Plasma protein and tumor tissue gene expression analyses in ovarian cancer reveals differentially co-regulated clusters between benign and malignant conditions

Ovarian cancer is the deadliest of gynecological cancers and surgery is often necessary for a final diagnosis. Benign cases could be managed more conservatively, avoiding the risks and complications associated with surgery, if accurate diagnostic biomarkers existed. Underlying differences between circulating protein biomarkers and tumor gene expression also restricts interpretation and prioritization of potential biomarkers for diagnosis and potential drug targets. Here, high-throughput affinity plasma proteomics data encompassing over 5400 proteins in plasma from 404 women from two independent Swedish cohorts were analyzed alone and combined with total RNA sequencing in corresponding benign and malignant tumor tissue. A subset of 191 proteins previously identified as differentially expressed between benign and malignant conditions were used to perform correlation analyses, revealing similar patterns between groups but much stronger signals in malignant cases. Comparison with known protein interactions from the STRING database revealed a highly interconnected network consisting of 154 proteins in plasma. Differential correlation analysis (DCA) was performed on the full set of 5414 proteins and for their corresponding tumor RNA expression. DCA identified 31 plasma proteins with significant differential correlations (adjusted p < 0.05, {Delta}R > 0.5) and 759 tumor transcript pairs with significantly differentially correlating RNA expression.
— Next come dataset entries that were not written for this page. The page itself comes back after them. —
//! Workflow engine: drives a full run from unit list to `WorkflowResult`.
//!
//! Each `execute_workflow` call:
//! 1. Validates the unit set and builds a wave plan (sequential stages get
//!    one unit per wave; parallel task sets go through dependency analysis)
//! 2. Creates a fresh `ExecutionContext` seeded with the workflow variables
//! 3. Registers the run (cancellation token and status) in the registry
//! 4. Hands the plan to the `WaveExecutor`
//! 5. Aggregates every unit result into the final report
//!
//! The engine itself holds no per-run state besides the run registry, so
//! one instance serves any number of concurrent callers. The worker-pool
//! semaphore is the only resource shared between runs.

use std::collections::HashMap;
use std::sync::Arc;

use cadence_types::config::EngineConfig;
use cadence_types::event::EngineEvent;
use cadence_types::workflow::{
    ExecutionMode, RunStatus, UnitDefinition, UnitResult, Workflow, WorkflowResult,
};
use chrono::Utc;
use dashmap::DashMap;
use dashmap::mapref::entry::Entry;
use tokio::sync::{Semaphore, broadcast};
use tokio_util::sync::CancellationToken;
use uuid::Uuid;

use super::checkpoint::{CheckpointError, CheckpointManager};
use super::context::ExecutionContext;
use super::dag::{analyze_dependencies, plan_sequential};
use super::definition::WorkflowError;
use super::template::{PromptRenderer, TemplateRenderer};
use super::unit_runner::UnitExecutor;
use super::wave::{WaveExecutor, WaveRun};
use crate::event::EventBus;
use crate::llm::registry::ProviderRegistry;
use crate::repository::box_store::BoxStateStore;

// ---------------------------------------------------------------------------
// WorkflowEngine
// ---------------------------------------------------------------------------

/// Reusable, thread-safe workflow engine.
pub struct WorkflowEngine {
    config: EngineConfig,
    providers: ProviderRegistry,
    renderer: Arc<dyn PromptRenderer>,
    pool: Arc<Semaphore>,
    events: EventBus,
    waves: WaveExecutor,
    checkpoint: Option<CheckpointManager>,
    /// Runs currently executing, keyed by run id.
    active: DashMap<String, RunHandle>,
}
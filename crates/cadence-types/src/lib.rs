//! Shared domain types for Cadence.
//!
//! This crate contains the types exchanged between the engine, its
//! collaborators and callers: unit definitions, retry policies, results,
//! engine configuration, events and error classifications.
//!
//! Zero infrastructure dependencies -- only serde, serde_json, chrono, thiserror.

pub mod config;
pub mod error;
pub mod event;
pub mod llm;
pub mod retry;
pub mod workflow;
//! Broadcast event bus for distributing `EngineEvent` to multiple subscribers.
//!
//! Built on `tokio::sync::broadcast`. Publishing with no active subscribers
//! is a no-op, so an engine nobody listens to pays almost nothing.

use cadence_types::event::EngineEvent;
use tokio::sync::broadcast;

/// Multi-consumer bus for run, wave and unit events.
///
/// Cloning the bus clones the sender; every clone publishes into the same
/// channel.
#[derive(Clone)]
pub struct EventBus {
    sender: broadcast::Sender<EngineEvent>,
}

impl EventBus {
    /// Create a new event bus with the given channel capacity (min 1).
    pub fn new(capacity: usize) -> Self {
        let (sender, _) = broadcast::channel(capacity.max(1));
        Self { sender }
    }

    /// Create a new subscriber that will receive all future events.
    pub fn subscribe(&self) -> broadcast::Receiver<EngineEvent> {
        self.sender.subscribe()
    }

    /// Publish an event to all current subscribers.
    pub fn publish(&self, event: EngineEvent) {
        let _ = self.sender.send(event);
    }

    pub fn receiver_count(&self) -> usize {
        self.sender.receiver_count()
    }
}

impl Default for EventBus {
    fn default() -> Self {
        Self::new(1024)
    }
}

impl std::fmt::Debug for EventBus {
    fn fmt(&self, f: &mut std::fmt::Formatter<'_>) -> std::fmt::Result {
        f.debug_struct("EventBus")
            .field("receiver_count", &self.sender.receiver_count())
            .finish()
    }
}
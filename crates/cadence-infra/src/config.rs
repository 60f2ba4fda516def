//! Engine configuration loader.
//!
//! Reads `cadence.toml` from the data directory (`~/.cadence/` unless
//! `CADENCE_DATA_DIR` is set) and deserializes it into [`EngineConfig`].
//! Every field is optional; missing ones take their defaults.

use std::path::Path;

use anyhow::Context;
use cadence_types::config::EngineConfig;

/// File name looked up inside the data directory.
pub const CONFIG_FILE_NAME: &str = "cadence.toml";

/// Load engine configuration from `{data_dir}/cadence.toml`.
///
/// - Missing file: [`EngineConfig::default()`].
/// - Unreadable or malformed file: logs a warning and returns the default.
pub async fn load_engine_config(data_dir: &Path) -> EngineConfig {
    let config_path = data_dir.join(CONFIG_FILE_NAME);

    let content = match tokio::fs::read_to_string(&config_path).await {
        Ok(content) => content,
        Err(err) if err.kind() == std::io::ErrorKind::NotFound => {
            tracing::debug!(path = %config_path.display(), "no engine config found, using defaults");
            return EngineConfig::default();
        }
        Err(err) => {
            tracing::warn!(path = %config_path.display(), error = %err, "failed to read engine config, using defaults");
            return EngineConfig::default();
        }
    };

    match toml::from_str::<EngineConfig>(&content) {
        Ok(config) => config,
        Err(err) => {
            tracing::warn!(path = %config_path.display(), error = %err, "failed to parse engine config, using defaults");
            EngineConfig::default()
        }
    }
}

/// Strict variant: any read or parse failure is an error.
pub async fn load_engine_config_from_path(path: &Path) -> anyhow::Result<EngineConfig> {
    let content = tokio::fs::read_to_string(path)
        .await
        .with_context(|| format!("failed to read {}", path.display()))?;
    let config = toml::from_str::<EngineConfig>(&content)
        .with_context(|| format!("failed to parse {}", path.display()))?;
    Ok(config)
}
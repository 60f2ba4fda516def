//! Unit executor: run one stage/task to a `UnitResult`.
//!
//! Each attempt renders the prompt against the caller's read-only variable
//! view, calls the unit's provider and runs the optional validator. Attempts
//! are driven by the `RetryExecutor`; the whole thing is bounded by the
//! unit timeout. Failures never escape as `Err`: they are classified into
//! `UnitFailure` and returned inside the result.

use std::collections::HashMap;
use std::fmt;
use std::sync::Arc;
use std::sync::atomic::{AtomicU32, Ordering};
use std::time::Duration;

use cadence_types::event::EngineEvent;
use cadence_types::llm::{GenerationRequest, ProviderError};
use cadence_types::retry::RetryPolicy;
use cadence_types::workflow::{
    FailureKind, UnitDefinition, UnitFailure, UnitResult, Validation,
};
use chrono::Utc;
use tokio_util::sync::CancellationToken;

use super::retry::{RetryError, RetryExecutor, RetryableError};
use super::template::{PromptRenderer, RenderError, TemplateRenderer};
use crate::event::EventBus;
use crate::llm::registry::ProviderRegistry;

// ---------------------------------------------------------------------------
// Attempt errors
// ---------------------------------------------------------------------------

/// Why a single attempt failed.
#[derive(Debug)]
enum AttemptError {
    Render(RenderError),
    Provider(ProviderError),
    Validation(String),
}

impl fmt::Display for AttemptError {
    fn fmt(&self, f: &mut fmt::Formatter<'_>) -> fmt::Result {
        match self {
            AttemptError::Render(e) => write!(f, "render error: {e}"),
            AttemptError::Provider(e) => write!(f, "{e}"),
            AttemptError::Validation(reason) => write!(f, "validation failed: {reason}"),
        }
    }
}

impl RetryableError for AttemptError {
    fn is_retryable(&self) -> bool {
        match self {
            AttemptError::Render(_) => false,
            AttemptError::Provider(e) => e.is_retryable(),
            AttemptError::Validation(_) => true,
        }
    }

    fn retry_delay_hint(&self) -> Option<u64> {
        match self {
            AttemptError::Provider(e) => e.retry_after_ms(),
            _ => None,
        }
    }
}

impl AttemptError {
    fn failure_kind(&self) -> FailureKind {
        match self {
            AttemptError::Render(_) => FailureKind::Render,
            AttemptError::Provider(e) if e.is_retryable() => FailureKind::RetryableProvider,
            AttemptError::Provider(_) => FailureKind::NonRetryableProvider,
            AttemptError::Validation(_) => FailureKind::Validation,
        }
    }
}

// ---------------------------------------------------------------------------
// UnitExecutor
// ---------------------------------------------------------------------------

/// Executes individual units. Holds no per-run state and is shared (behind
/// an `Arc`) by every run of an engine.
pub struct UnitExecutor {
    providers: ProviderRegistry,
    renderer: Arc<dyn PromptRenderer>,
    default_retry: RetryPolicy,
    default_timeout: Option<Duration>,
    events: EventBus,
}

impl UnitExecutor {
    pub fn new(providers: ProviderRegistry, events: EventBus) -> Self {
        Self {
            providers,
            renderer: Arc::new(TemplateRenderer),
            default_retry: RetryPolicy::default(),
            default_timeout: None,
            events,
        }
    }

    pub fn with_renderer(mut self, renderer: Arc<dyn PromptRenderer>) -> Self {
        self.renderer = renderer;
        self
    }

    /// Delay shape used by units without their own `retry` override.
    pub fn with_default_retry(mut self, policy: RetryPolicy) -> Self {
        self.default_retry = policy;
        self
    }

    /// Bound for units without their own `timeout_ms`.
    pub fn with_default_timeout(mut self, timeout: Option<Duration>) -> Self {
        self.default_timeout = timeout;
        self
    }

    pub fn providers(&self) -> &ProviderRegistry {
        &self.providers
    }

    /// Effective retry policy: the unit's (or default) delay shape with
    /// `max_retries + 1` attempts.
    pub fn retry_policy_for(&self, unit: &UnitDefinition) -> RetryPolicy {
        unit.retry
            .as_ref()
            .unwrap_or(&self.default_retry)
            .with_max_attempts(unit.max_retries.saturating_add(1))
    }

    /// Effective timeout. A unit `timeout_ms` of 0 disables the bound.
    pub fn timeout_for(&self, unit: &UnitDefinition) -> Option<Duration> {
        match unit.timeout_ms {
            Some(0) => None,
            Some(ms) => Some(Duration::from_millis(ms)),
            None => self.default_timeout,
        }
    }

    /// Run `unit` against `variables` and build its result.
    ///
    /// `cancel` is the unit's token: firing it aborts the current attempt or
    /// backoff wait and yields a `Cancelled` failure.
    pub async fn execute_unit(
        &self,
        run_id: &str,
        unit: &UnitDefinition,
        variables: &HashMap<String, String>,
        cancel: &CancellationToken,
    ) -> UnitResult {
        let started_at = Utc::now();
        tracing::debug!(run_id, unit = %unit.name, agent = %unit.agent.name, "unit started");
        self.events.publish(EngineEvent::UnitStarted {
            run_id: run_id.to_string(),
            unit: unit.name.clone(),
        });

        // Unresolvable provider: nothing was invoked, so attempts stays 0.
        let Some(provider) = self.providers.get(&unit.agent.provider) else {
            let failure = UnitFailure::new(
                FailureKind::Definition,
                format!("unknown provider '{}'", unit.agent.provider),
            );
            return self.finish(run_id, UnitResult::failed(unit, failure, 0, started_at));
        };

        let attempts = AtomicU32::new(0);
        let retry = RetryExecutor::new(self.retry_policy_for(unit));
        let renderer = self.renderer.as_ref();
        let provider = provider.as_ref();
        let attempts_ref = &attempts;

        let run = retry.execute_observed(
            cancel,
            |attempt| {
                attempts_ref.store(attempt, Ordering::SeqCst);
                async move {
                    let prompt = renderer
                        .render(&unit.prompt_template, variables)
                        .map_err(AttemptError::Render)?;
                    let request = GenerationRequest {
                        agent: unit.agent.name.clone(),
                        system_prompt: unit.agent.system_prompt.clone(),
                        prompt,
                    };
                    let output = provider
                        .generate(&request)
                        .await
                        .map_err(AttemptError::Provider)?;
                    if let Some(validator) = &unit.validator {
                        if let Validation::Invalid { reason } = validator.validate(&output) {
                            return Err(AttemptError::Validation(reason));
                        }
                    }
                    Ok(output)
                }
            },
            |notice| {
                self.events.publish(EngineEvent::UnitRetrying {
                    run_id: run_id.to_string(),
                    unit: unit.name.clone(),
                    attempt: notice.attempt,
                    delay_ms: notice.delay.as_millis() as u64,
                    error: notice.error.to_string(),
                });
            },
        );

        let outcome = match self.timeout_for(unit) {
            Some(limit) => match tokio::time::timeout(limit, run).await {
                Ok(outcome) => Some(outcome),
                Err(_elapsed) => None,
            },
            None => Some(run.await),
        };

        let result = match outcome {
            Some(Ok(output)) => {
                UnitResult::succeeded(unit, output, attempts.load(Ordering::SeqCst), started_at)
            }
            Some(Err(err)) => {
                let count = err.attempts();
                UnitResult::failed(unit, classify(err), count, started_at)
            }
            None => {
                let limit = self.timeout_for(unit).unwrap_or_default();
                let failure = UnitFailure::new(
                    FailureKind::Timeout,
                    format!("unit timed out after {}ms", limit.as_millis()),
                );
                UnitResult::failed(
                    unit,
                    failure,
                    attempts.load(Ordering::SeqCst).max(1),
                    started_at,
                )
            }
        };

        self.finish(run_id, result)
    }

    /// Log and publish the terminal event for a unit.
    fn finish(&self, run_id: &str, result: UnitResult) -> UnitResult {
        match &result.failure {
            None => {
                tracing::debug!(
                    run_id,
                    unit = %result.name,
                    attempts = result.attempts,
                    "unit completed"
                );
                self.events.publish(EngineEvent::UnitCompleted {
                    run_id: run_id.to_string(),
                    unit: result.name.clone(),
                    attempts: result.attempts,
                    duration_ms: result.duration_ms(),
                });
            }
            Some(failure) => {
                tracing::warn!(
                    run_id,
                    unit = %result.name,
                    attempts = result.attempts,
                    kind = ?failure.kind,
                    error = %failure.message,
                    "unit failed"
                );
                self.events.publish(EngineEvent::UnitFailed {
                    run_id: run_id.to_string(),
                    unit: result.name.clone(),
                    kind: failure.kind,
                    error: failure.message.clone(),
                });
            }
        }
        result
    }
}

impl fmt::Debug for UnitExecutor {
    fn fmt(&self, f: &mut fmt::Formatter<'_>) -> fmt::Result {
        f.debug_struct("UnitExecutor")
            .field("providers", &self.providers.list_names())
            .field("default_retry", &self.default_retry)
            .field("default_timeout", &self.default_timeout)
            .finish()
    }
}

fn classify(err: RetryError<AttemptError>) -> UnitFailure {
    match err {
        RetryError::Cancelled { .. } => UnitFailure::new(FailureKind::Cancelled, "run cancelled"),
        RetryError::Exhausted {
            attempts,
            last_error,
        } => UnitFailure::new(
            last_error.failure_kind(),
            format!("failed after {attempts} attempts: {last_error}"),
        ),
        RetryError::NonRetryable { error, .. } => {
            UnitFailure::new(error.failure_kind(), error.to_string())
        }
    }
}

// ---------------------------------------------------------------------------
// Tests
// ---------------------------------------------------------------------------
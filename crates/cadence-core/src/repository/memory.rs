//! In-memory state store backed by `DashMap`.
//!
//! Survives nothing beyond the process, but lets a run be resumed within it
//! and serves as the reference implementation in tests.

use std::collections::HashMap;

use cadence_types::error::RepositoryError;
use cadence_types::workflow::{UnitDefinition, UnitResult};
use dashmap::DashMap;

use super::state::StateStore;

/// Concurrent in-memory [`StateStore`].
#[derive(Debug, Default)]
pub struct InMemoryStateStore {
    plans: DashMap<String, Vec<UnitDefinition>>,
    results: DashMap<String, HashMap<String, UnitResult>>,
}

impl InMemoryStateStore {
    pub fn new() -> Self {
        Self::default()
    }

    /// Number of runs with a saved plan.
    pub fn plan_count(&self) -> usize {
        self.plans.len()
    }
}

impl StateStore for InMemoryStateStore {
    async fn save_plan(&self, run_id: &str, units: &[UnitDefinition]) -> Result<(), RepositoryError> {
        self.plans.insert(run_id.to_string(), units.to_vec());
        Ok(())
    }

    async fn load_plan(&self, run_id: &str) -> Result<Option<Vec<UnitDefinition>>, RepositoryError> {
        Ok(self.plans.get(run_id).map(|plan| plan.value().clone()))
    }

    async fn save_unit_result(
        &self,
        run_id: &str,
        name: &str,
        result: &UnitResult,
    ) -> Result<(), RepositoryError> {
        self.results
            .entry(run_id.to_string())
            .or_default()
            .insert(name.to_string(), result.clone());
        Ok(())
    }

    async fn load_unit_results(
        &self,
        run_id: &str,
    ) -> Result<HashMap<String, UnitResult>, RepositoryError> {
        Ok(self
            .results
            .get(run_id)
            .map(|results| results.value().clone())
            .unwrap_or_default())
    }
}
Distinct protein-protein correlation patterns in plasma were discovered and validated with notable differences between benign and malignant tumors. In general, these patterns were distinct from those detected on gene expression level in tumor tissue. In conclusion, our findings reveal clear differences in plasma protein co-regulation, with distinct correlation patterns between malignant and benign cases. The differences between results obtained in tumor transcriptomics and plasma proteomics results from the same patients warrants further studies into the tumor microenvironment to understand the function of promising protein biomarker candidates and the potential of these as future drug targets.